ホームライフ事業では中核のLPガス販売事業において販売数量は前年並みが確保できており、原料費調整制度で一定のマージンも確保できている。しかしながら、原油価格急落の影響でLPガスの販売価格が下落し、軒下在庫とジャパンガスエナジーの法定備蓄在庫にかかる分の利幅が圧縮されたことで、売上総利益が減益となった。

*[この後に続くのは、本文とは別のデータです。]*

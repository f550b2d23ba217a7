use std::collections::HashMap;
use std::sync::Arc;

use serde_json::{Map, Value};
use tokio::sync::RwLock;

/// Per-cycle key/value scope handed to the executor.  Cheap to clone; all
/// clones see the same map.  Last writer wins.
#[derive(Debug, Clone, Default)]
pub struct SharedData {
    inner: Arc<RwLock<HashMap<String, Value>>>,
}

impl SharedData {
    pub fn new() -> Self {
        Self::default()
    }

    pub async fn get(&self, key: &str) -> Option<Value> {
        self.inner.read().await.get(key).cloned()
    }

    pub async fn set(&self, key: impl Into<String>, value: Value) {
        self.inner.write().await.insert(key.into(), value);
    }

    pub async fn has(&self, key: &str) -> bool {
        self.inner.read().await.contains_key(key)
    }

    pub async fn remove(&self, key: &str) -> Option<Value> {
        self.inner.write().await.remove(key)
    }

    pub async fn is_empty(&self) -> bool {
        self.inner.read().await.is_empty()
    }

    /// Copy of the whole scope as a JSON object with sorted keys.
    pub async fn snapshot(&self) -> Map<String, Value> {
        let guard = self.inner.read().await;
        let mut keys: Vec<&String> = guard.keys().collect();
        keys.sort();
        keys.into_iter()
            .map(|key| (key.clone(), guard[key].clone()))
            .collect()
    }
}

#[cfg(test)]
mod tests {
    use serde_json::json;

    use super::*;

    #[tokio::test]
    async fn clones_share_one_scope() {
        let scope = SharedData::new();
        let writer = scope.clone();
        writer.set("topic", json!("rust")).await;

        assert!(scope.has("topic").await);
        assert_eq!(scope.get("topic").await, Some(json!("rust")));
        assert_eq!(scope.get("missing").await, None);
    }

    #[tokio::test]
    async fn last_writer_wins_and_remove() {
        let scope = SharedData::new();
        scope.set("k", json!(1)).await;
        scope.set("k", json!(2)).await;
        assert_eq!(scope.remove("k").await, Some(json!(2)));
        assert!(scope.is_empty().await);
    }

    #[tokio::test]
    async fn concurrent_writers_all_land() {
        let scope = SharedData::new();
        let mut tasks = Vec::new();
        for i in 0..16 {
            let scope = scope.clone();
            tasks.push(tokio::spawn(async move {
                scope.set(format!("key{i:02}"), json!(i)).await;
            }));
        }
        for task in tasks {
            task.await.unwrap();
        }

        let snapshot = scope.snapshot().await;
        assert_eq!(snapshot.len(), 16);
        assert_eq!(snapshot.keys().next().map(String::as_str), Some("key00"));
    }
}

カーライフ事業は増収増益となったが、これは大阪カーライフグループ(株)(以下、OCG)買収による収益が上乗せとなっているためである。OCGの売上高は約54,400百万円となった模様で、OCGの影響を除いたベースでは減収であった。利益面では税引前当期利益は前年同期比約600百万円の増益となった。このうち約450百万円はOCGの要因であり、実質的には150百万円の増益であった。ガソリン価格が急落した10月−12月期に需要が増加となり、ガソリン以外のサービスの売上高も増加して、第2四半期までの低調さを一気に回復した。

電力・ユーティリティ事業では、火力発電所の定期検査の影響で電力の発電量・販売量ともに前年同期を下回ったが、これは計画どおりである。販売先として小売向け販売電力が増加し、これはプラスに効いたとみられる。熱供給事業では、夏場の天候不順で冷房需要が落ち込んだ影響で販売量は減少した。しかし原材料コスト削減で吸収して増益を確保した。税引前利益は関係会社株式売却益が今年はなかったために減益となった。

エネルギートレード事業では、アスファルト事業の採算が原油価格下落の影響で急速に悪化した。販売数量も工期遅れなどの影響で前年割れとなっている。アスファルトの不振を船舶燃料やアドブルー(トラックのNOx低減のために使用する尿素水)、あるいは石油製品トレードなどの他の事業でカバーして、前年同期比減収ながら増益を達成した。